START DATA

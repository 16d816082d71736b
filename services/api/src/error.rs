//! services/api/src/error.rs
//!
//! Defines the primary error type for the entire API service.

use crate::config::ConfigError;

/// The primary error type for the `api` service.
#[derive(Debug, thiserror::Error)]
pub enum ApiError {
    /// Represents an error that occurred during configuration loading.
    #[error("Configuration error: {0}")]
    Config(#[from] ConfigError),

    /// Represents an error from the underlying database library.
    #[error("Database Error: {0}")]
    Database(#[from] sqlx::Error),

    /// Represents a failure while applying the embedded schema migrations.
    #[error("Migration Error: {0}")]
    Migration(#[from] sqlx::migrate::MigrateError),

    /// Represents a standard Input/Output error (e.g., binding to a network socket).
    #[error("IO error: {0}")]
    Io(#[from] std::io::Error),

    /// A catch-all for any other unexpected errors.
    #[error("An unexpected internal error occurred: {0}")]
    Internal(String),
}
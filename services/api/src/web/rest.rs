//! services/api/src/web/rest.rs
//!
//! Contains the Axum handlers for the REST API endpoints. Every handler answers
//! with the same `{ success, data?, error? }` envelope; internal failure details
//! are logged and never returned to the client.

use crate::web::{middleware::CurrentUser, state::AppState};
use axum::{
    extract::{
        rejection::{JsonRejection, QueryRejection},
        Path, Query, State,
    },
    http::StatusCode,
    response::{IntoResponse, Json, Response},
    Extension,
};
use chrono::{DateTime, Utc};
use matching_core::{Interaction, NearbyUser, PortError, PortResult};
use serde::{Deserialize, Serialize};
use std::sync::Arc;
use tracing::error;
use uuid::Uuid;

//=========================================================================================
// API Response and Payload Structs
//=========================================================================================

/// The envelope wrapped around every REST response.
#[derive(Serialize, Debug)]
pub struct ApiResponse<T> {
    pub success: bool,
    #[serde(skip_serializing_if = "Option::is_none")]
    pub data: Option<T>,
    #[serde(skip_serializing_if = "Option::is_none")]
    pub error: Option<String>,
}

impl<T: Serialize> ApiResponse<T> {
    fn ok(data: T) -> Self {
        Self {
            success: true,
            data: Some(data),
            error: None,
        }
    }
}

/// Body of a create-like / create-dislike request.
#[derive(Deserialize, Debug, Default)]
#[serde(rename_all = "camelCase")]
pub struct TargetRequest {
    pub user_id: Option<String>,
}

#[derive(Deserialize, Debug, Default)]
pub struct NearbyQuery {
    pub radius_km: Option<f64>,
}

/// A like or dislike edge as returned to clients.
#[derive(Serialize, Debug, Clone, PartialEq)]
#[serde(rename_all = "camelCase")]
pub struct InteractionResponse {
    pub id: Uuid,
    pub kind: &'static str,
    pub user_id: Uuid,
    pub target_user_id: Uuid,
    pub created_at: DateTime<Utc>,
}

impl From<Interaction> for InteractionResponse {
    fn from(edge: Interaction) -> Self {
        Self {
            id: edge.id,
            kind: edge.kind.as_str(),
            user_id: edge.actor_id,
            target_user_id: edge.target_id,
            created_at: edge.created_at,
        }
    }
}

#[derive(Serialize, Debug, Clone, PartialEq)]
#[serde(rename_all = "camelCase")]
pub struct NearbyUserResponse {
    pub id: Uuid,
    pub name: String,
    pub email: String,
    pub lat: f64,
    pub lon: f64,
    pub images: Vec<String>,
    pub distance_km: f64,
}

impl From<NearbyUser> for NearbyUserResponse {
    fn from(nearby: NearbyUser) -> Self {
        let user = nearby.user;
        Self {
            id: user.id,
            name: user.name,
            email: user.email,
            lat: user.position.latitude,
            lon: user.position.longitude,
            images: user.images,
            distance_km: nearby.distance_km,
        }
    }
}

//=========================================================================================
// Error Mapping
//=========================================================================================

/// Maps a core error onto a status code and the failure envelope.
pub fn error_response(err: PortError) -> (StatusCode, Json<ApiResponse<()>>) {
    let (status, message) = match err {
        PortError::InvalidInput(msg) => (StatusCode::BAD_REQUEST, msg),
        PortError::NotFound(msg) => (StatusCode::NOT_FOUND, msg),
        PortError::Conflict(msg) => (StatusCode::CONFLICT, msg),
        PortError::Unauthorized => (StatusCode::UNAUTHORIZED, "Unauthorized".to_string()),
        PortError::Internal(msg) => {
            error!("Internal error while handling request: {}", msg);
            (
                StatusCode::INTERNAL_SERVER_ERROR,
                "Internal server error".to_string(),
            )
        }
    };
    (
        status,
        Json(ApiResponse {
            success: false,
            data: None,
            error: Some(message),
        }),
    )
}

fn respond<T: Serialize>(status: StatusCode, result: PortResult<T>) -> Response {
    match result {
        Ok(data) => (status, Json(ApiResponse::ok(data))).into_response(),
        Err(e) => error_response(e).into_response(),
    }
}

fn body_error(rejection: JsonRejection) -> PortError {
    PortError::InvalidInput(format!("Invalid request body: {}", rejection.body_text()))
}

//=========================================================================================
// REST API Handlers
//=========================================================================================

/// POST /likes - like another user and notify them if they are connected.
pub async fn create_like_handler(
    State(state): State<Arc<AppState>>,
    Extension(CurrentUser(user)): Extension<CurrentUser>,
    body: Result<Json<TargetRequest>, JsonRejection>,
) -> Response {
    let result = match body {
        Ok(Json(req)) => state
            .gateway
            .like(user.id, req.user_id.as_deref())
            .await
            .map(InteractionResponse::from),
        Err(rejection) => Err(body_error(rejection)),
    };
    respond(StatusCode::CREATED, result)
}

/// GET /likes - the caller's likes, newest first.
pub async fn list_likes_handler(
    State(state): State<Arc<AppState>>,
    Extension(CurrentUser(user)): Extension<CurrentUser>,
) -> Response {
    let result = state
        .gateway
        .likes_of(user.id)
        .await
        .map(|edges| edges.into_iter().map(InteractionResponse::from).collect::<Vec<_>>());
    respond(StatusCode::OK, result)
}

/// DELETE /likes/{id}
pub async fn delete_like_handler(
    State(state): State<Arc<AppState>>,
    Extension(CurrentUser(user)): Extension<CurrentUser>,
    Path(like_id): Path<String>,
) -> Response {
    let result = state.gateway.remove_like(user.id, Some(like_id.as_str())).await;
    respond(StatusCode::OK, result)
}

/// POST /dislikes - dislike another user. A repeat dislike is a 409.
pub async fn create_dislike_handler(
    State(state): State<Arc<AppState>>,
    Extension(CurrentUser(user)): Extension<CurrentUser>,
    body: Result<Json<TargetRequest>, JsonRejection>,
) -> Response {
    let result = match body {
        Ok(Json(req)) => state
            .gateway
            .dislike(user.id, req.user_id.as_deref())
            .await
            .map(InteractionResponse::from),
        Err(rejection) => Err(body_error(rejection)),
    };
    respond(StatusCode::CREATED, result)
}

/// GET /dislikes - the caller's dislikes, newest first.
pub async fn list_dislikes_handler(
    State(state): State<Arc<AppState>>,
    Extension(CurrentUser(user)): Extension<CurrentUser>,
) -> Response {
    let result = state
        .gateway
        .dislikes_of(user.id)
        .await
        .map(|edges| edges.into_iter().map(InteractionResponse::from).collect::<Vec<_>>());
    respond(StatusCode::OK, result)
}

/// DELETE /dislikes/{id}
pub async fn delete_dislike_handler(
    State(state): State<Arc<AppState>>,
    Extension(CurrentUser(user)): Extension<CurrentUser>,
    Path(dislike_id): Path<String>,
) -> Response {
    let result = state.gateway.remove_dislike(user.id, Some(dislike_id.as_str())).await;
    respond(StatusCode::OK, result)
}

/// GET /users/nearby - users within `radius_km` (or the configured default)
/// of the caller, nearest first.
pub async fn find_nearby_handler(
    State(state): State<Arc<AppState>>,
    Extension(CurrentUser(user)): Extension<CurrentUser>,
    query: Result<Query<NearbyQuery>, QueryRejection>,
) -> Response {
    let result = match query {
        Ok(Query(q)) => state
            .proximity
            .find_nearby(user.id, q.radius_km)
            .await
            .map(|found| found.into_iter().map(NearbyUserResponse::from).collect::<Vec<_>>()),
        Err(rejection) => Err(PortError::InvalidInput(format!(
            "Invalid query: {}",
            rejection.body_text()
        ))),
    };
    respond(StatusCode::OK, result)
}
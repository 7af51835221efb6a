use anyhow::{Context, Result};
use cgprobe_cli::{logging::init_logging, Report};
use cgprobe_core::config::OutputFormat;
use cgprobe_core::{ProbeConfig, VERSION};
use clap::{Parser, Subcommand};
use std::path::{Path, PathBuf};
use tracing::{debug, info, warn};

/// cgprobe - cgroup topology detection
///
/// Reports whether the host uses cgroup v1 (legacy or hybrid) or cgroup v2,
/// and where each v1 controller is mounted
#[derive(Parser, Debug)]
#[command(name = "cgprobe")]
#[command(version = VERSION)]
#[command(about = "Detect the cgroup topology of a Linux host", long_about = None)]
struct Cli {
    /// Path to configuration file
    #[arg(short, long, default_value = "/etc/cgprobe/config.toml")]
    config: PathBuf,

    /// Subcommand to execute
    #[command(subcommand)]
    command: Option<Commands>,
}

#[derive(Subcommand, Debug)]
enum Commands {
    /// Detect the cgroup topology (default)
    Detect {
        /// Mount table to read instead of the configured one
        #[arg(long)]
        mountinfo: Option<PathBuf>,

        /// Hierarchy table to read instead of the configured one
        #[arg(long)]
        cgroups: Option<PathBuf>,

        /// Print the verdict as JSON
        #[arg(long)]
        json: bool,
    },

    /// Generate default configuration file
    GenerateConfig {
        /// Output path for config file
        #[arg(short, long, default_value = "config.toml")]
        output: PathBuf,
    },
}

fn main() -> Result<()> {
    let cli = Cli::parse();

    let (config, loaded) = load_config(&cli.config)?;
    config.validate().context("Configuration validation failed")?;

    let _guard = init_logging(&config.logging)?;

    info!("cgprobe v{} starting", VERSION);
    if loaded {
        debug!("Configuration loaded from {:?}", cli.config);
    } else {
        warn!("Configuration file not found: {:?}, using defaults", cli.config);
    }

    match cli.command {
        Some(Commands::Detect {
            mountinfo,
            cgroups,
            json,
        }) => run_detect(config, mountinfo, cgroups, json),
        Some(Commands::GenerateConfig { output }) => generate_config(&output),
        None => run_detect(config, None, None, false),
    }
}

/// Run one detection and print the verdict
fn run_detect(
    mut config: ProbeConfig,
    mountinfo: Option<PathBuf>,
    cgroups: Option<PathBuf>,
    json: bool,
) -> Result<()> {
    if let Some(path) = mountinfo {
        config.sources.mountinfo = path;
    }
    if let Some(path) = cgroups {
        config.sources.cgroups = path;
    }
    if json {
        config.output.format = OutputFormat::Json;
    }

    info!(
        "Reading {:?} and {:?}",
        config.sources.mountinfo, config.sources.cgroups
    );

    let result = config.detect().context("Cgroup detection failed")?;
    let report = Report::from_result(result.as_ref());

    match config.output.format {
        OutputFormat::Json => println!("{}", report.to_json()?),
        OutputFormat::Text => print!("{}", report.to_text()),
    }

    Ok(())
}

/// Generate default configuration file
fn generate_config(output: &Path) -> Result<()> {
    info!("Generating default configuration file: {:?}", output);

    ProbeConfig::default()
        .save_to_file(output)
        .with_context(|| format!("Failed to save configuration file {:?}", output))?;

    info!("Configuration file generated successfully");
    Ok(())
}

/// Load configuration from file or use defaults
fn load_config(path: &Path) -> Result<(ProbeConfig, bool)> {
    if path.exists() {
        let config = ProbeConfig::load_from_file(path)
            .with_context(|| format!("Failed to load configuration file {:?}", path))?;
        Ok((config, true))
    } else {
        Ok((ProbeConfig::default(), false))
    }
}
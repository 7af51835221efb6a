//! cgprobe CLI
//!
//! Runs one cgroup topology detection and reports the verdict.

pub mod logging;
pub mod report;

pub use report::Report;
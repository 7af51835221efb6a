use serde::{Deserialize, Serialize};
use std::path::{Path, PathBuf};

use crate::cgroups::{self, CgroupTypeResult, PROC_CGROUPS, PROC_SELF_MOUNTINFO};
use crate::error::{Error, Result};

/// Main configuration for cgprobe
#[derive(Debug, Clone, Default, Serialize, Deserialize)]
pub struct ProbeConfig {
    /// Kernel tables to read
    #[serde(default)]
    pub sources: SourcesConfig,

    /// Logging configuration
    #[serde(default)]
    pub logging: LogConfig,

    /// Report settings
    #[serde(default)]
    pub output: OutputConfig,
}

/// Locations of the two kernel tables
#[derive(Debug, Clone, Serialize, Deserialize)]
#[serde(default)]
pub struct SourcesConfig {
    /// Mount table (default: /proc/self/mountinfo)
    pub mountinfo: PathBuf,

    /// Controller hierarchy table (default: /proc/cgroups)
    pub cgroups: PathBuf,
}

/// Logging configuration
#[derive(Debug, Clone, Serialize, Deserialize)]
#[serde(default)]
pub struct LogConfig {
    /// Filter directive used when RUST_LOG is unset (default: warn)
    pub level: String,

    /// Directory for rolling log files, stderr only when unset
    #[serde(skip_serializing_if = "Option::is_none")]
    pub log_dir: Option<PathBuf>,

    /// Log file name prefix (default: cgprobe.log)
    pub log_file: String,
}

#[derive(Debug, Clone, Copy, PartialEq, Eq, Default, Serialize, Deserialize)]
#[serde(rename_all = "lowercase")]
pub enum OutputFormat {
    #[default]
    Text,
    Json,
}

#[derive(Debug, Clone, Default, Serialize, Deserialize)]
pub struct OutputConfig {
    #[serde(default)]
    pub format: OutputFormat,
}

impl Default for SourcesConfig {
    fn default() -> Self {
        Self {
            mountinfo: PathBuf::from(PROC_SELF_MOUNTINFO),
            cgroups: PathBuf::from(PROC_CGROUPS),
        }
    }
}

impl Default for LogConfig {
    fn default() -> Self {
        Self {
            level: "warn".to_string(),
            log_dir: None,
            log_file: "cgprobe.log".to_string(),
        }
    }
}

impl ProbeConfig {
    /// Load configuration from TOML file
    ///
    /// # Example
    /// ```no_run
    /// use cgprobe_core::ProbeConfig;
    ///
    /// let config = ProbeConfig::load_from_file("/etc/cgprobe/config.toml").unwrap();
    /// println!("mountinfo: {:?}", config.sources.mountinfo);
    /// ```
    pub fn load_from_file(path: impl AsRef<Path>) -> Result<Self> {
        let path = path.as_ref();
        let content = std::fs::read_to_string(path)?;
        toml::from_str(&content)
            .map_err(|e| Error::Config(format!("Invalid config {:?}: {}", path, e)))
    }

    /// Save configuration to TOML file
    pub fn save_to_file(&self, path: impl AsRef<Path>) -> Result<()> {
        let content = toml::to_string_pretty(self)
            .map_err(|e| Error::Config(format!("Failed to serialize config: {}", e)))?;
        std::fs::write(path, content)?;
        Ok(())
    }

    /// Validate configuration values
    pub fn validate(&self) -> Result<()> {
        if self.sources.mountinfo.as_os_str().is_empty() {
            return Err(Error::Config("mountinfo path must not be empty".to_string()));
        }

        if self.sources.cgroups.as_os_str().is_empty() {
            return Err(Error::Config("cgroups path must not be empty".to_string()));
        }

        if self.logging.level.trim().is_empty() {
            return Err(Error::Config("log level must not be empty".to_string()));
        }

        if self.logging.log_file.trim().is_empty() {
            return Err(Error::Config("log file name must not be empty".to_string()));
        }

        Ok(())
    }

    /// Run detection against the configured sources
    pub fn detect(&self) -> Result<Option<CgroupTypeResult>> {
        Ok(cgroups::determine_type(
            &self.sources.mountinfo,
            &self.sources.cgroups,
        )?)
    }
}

END DATA

EXERCISE OBJECTIVE
What is needed is a verbatim copy of every line in the records above from the one containing "pub fn save_to_file(&self, path: impl" down to the one containing "pub fn detect(&self)", both included, and nothing more.

SOLUTION
    pub fn save_to_file(&self, path: impl AsRef<Path>) -> Result<()> {
        let content = toml::to_string_pretty(self)
            .map_err(|e| Error::Config(format!("Failed to serialize config: {}", e)))?;
        std::fs::write(path, content)?;
        Ok(())
    }

    /// Validate configuration values
    pub fn validate(&self) -> Result<()> {
        if self.sources.mountinfo.as_os_str().is_empty() {
            return Err(Error::Config("mountinfo path must not be empty".to_string()));
        }

        if self.sources.cgroups.as_os_str().is_empty() {
            return Err(Error::Config("cgroups path must not be empty".to_string()));
        }

        if self.logging.level.trim().is_empty() {
            return Err(Error::Config("log level must not be empty".to_string()));
        }

        if self.logging.log_file.trim().is_empty() {
            return Err(Error::Config("log file name must not be empty".to_string()));
        }

        Ok(())
    }

    /// Run detection against the configured sources
    pub fn detect(&self) -> Result<Option<CgroupTypeResult>> {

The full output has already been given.